▶ _Directions for this task_
Pick the lines holding the string "async" out of the records and copy them.

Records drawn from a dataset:

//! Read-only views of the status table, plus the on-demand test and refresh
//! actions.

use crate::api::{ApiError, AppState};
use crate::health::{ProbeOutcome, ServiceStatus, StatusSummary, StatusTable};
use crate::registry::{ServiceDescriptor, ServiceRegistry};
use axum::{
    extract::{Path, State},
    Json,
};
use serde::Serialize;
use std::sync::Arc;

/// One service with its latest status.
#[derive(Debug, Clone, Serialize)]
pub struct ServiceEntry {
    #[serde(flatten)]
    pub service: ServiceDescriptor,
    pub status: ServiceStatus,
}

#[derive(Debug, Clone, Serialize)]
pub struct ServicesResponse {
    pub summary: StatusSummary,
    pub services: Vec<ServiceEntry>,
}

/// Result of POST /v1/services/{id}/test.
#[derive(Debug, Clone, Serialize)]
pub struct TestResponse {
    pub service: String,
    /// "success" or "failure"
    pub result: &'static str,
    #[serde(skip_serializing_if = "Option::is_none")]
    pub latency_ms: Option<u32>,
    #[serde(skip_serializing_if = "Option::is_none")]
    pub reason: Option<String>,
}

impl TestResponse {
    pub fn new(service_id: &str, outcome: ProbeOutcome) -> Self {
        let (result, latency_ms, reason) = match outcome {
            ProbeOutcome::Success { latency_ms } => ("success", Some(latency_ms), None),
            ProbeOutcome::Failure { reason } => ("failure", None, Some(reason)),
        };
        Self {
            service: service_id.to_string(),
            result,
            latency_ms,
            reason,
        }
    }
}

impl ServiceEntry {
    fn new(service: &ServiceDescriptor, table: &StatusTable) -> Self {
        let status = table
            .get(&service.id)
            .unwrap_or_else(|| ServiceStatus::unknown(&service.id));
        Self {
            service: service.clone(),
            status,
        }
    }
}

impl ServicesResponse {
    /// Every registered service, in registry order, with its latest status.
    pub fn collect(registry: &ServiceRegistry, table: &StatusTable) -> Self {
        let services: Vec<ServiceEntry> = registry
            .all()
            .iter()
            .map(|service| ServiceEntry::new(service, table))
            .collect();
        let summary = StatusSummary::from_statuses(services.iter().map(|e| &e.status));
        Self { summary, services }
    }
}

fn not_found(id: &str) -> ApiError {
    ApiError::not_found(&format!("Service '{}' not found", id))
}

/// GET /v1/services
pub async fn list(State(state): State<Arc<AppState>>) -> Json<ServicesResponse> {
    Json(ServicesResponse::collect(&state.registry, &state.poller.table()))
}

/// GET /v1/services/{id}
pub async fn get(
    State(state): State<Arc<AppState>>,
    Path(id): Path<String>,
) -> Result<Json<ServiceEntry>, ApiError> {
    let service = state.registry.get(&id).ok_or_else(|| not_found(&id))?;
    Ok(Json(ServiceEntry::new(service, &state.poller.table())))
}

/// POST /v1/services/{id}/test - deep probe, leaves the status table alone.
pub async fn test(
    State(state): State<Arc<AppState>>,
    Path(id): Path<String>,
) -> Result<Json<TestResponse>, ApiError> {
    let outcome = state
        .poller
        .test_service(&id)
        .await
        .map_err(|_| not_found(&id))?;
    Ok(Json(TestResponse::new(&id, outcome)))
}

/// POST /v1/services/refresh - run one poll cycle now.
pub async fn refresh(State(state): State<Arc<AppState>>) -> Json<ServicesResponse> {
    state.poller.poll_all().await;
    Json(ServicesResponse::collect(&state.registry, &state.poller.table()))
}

▶ _Exercise output_
pub async fn list(State(state): State<Arc<AppState>>) -> Json<ServicesResponse> {
pub async fn get(
pub async fn test(
pub async fn refresh(State(state): State<Arc<AppState>>) -> Json<ServicesResponse> {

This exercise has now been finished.